Tips for Laying Sod in the Fall
- As it’s likely that you’ll experience rainfall at this time of year, make sure to factor this into your watering schedule.
- Don’t leave it too late to lay sod in the fall; you want to leave enough time before the first frost of winter sets in.
Can You Lay Sod in the Winter?
Although this isn’t the optimal time of year for installation, it is possible to lay sod in the winter. If you choose to lay sod in the winter, don’t be alarmed if the grass turns brown and appears dead; despite this appearance, the grass isn’t dead, but simply in a state of dormancy. This is a survival mechanism similar to hibernation that allows the grass to survive through periods of cold weather. Once temperatures warm back up in spring, the turf will regain its green color and growth.
Tips for Laying Sod in the Winter
- Even when the grass is in a dormant state, you’ll need to water the sod throughout winter to keep it alive.
- Don’t worry about the grass turning brown over winter; your sod will green back up in spring providing you keep up with your regular watering schedule.
- Avoid laying sod when the ground is frozen.

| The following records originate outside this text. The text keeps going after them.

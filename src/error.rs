//! Error types for condition building

use serde_json::Value;
use thiserror::Error;

/// Result type alias for builder operations
pub type Result<T> = std::result::Result<T, ConditionError>;

/// Usage errors raised while building a condition.
///
/// None of these are recoverable by the builder itself; the operation that
/// raised it has left the builder untouched.
#[derive(Debug, Error)]
pub enum ConditionError {
    /// Value matches none of the accepted fragment shapes
    #[error("Invalid fragment {0}")]
    InvalidFragmentShape(Value),

    /// Bracket mode outside of always/never/auto
    #[error("Unknown bracket mode {0}")]
    InvalidBracketMode(String),

    /// `append_each` called without a transform
    #[error("Transform expected")]
    MissingTransform,
}

impl ConditionError {
    /// Create an invalid bracket mode error from anything printable
    pub fn invalid_bracket_mode(value: impl ToString) -> Self {
        Self::InvalidBracketMode(value.to_string())
    }

    /// Check if this is an invalid fragment shape error
    pub fn is_invalid_fragment(&self) -> bool {
        matches!(self, Self::InvalidFragmentShape(_))
    }

    /// Check if this is an invalid bracket mode error
    pub fn is_invalid_bracket_mode(&self) -> bool {
        matches!(self, Self::InvalidBracketMode(_))
    }

    /// Check if this is a missing transform error
    pub fn is_missing_transform(&self) -> bool {
        matches!(self, Self::MissingTransform)
    }
}
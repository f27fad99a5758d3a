pub use crate::bracket::BracketMode;
pub use crate::condition::ConditionBuilder;
pub use crate::cond;
pub use crate::error::{ConditionError, Result};
pub use crate::expr;
pub use crate::expression::{expression::PLACEHOLDER, Expression};
pub use crate::fragment::{Fragment, FragmentValue, IntoFragmentValue};
pub use crate::options::BuilderOptions;
pub use crate::traits::chunk::Chunk;
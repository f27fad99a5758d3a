use std::fmt::Debug;

use crate::expression::Expression;

/// Anything that can render itself into a template plus bound values.
///
/// An `Expression` renders into itself. A `ConditionBuilder` renders into its
/// compiled form, which is how one builder is nested inside another:
///
/// ```rust
///   let age = ConditionBuilder::new(" AND ") + cond!("age >= ?", 18) + cond!("age <= ?", 35);
///
///   let (sql, params) = age.render_chunk().split();  // "age >= ? AND age <= ?", [18, 35]
/// ```
///
/// Rendering never mutates the chunk and may be repeated. An empty chunk renders
/// into `Expression::empty()`.
pub trait Chunk: Debug {
    /// Produces the template and its values, in placeholder order.
    fn render_chunk(&self) -> Expression;
}

impl<T: Chunk + ?Sized> Chunk for &T {
    fn render_chunk(&self) -> Expression {
        (**self).render_chunk()
    }
}
pub mod expression;

pub use crate::expression::expression::Expression;
use serde::Deserialize;

use crate::bracket::BracketMode;

/// Construction options for a [`ConditionBuilder`](crate::ConditionBuilder).
///
/// Deserializes from configuration such as `{"brackets": "auto"}`; unknown
/// modes are rejected with the bracket mode error message.
#[derive(Debug, Clone, Copy, Default, PartialEq, Eq, Deserialize)]
#[serde(default)]
pub struct BuilderOptions {
    #[serde(alias = "brackets")]
    pub bracket_mode: BracketMode,
}

impl BuilderOptions {
    pub fn new() -> Self {
        Self::default()
    }

    pub fn bracket_mode(mut self, bracket_mode: BracketMode) -> Self {
        self.bracket_mode = bracket_mode;
        self
    }
}

#[cfg(test)]
mod tests {
    use serde_json::json;

    use super::*;

    #[test]
    fn test_defaults() {
        let options: BuilderOptions = serde_json::from_value(json!({})).unwrap();
        assert_eq!(options, BuilderOptions::new());
        assert_eq!(options.bracket_mode, BracketMode::Auto);
    }

    #[test]
    fn test_deserialize() {
        let options: BuilderOptions =
            serde_json::from_value(json!({"bracket_mode": "never"})).unwrap();
        assert_eq!(options.bracket_mode, BracketMode::Never);

        let options: BuilderOptions = serde_json::from_value(json!({"brackets": true})).unwrap();
        assert_eq!(options, BuilderOptions::new().bracket_mode(BracketMode::Always));
    }

    #[test]
    fn test_deserialize_invalid_mode() {
        let err = serde_json::from_value::<BuilderOptions>(json!({"brackets": "sometimes"}))
            .unwrap_err();
        assert!(err.to_string().contains("Unknown bracket mode"));
    }
}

Can You Buy Sod All Year Round?
You can buy sod at any point in the year if you live in an area with moderate temperatures. This includes winter, but take note that the sod will arrive brown and dormant at this time of year. However, you won’t be able to purchase sod in the winter if you live in an area that sees freezing temperatures at this time of year; it isn’t possible for the farmers to harvest sod when the ground is frozen, meaning it won’t be available for purchase once the winter freeze sets in.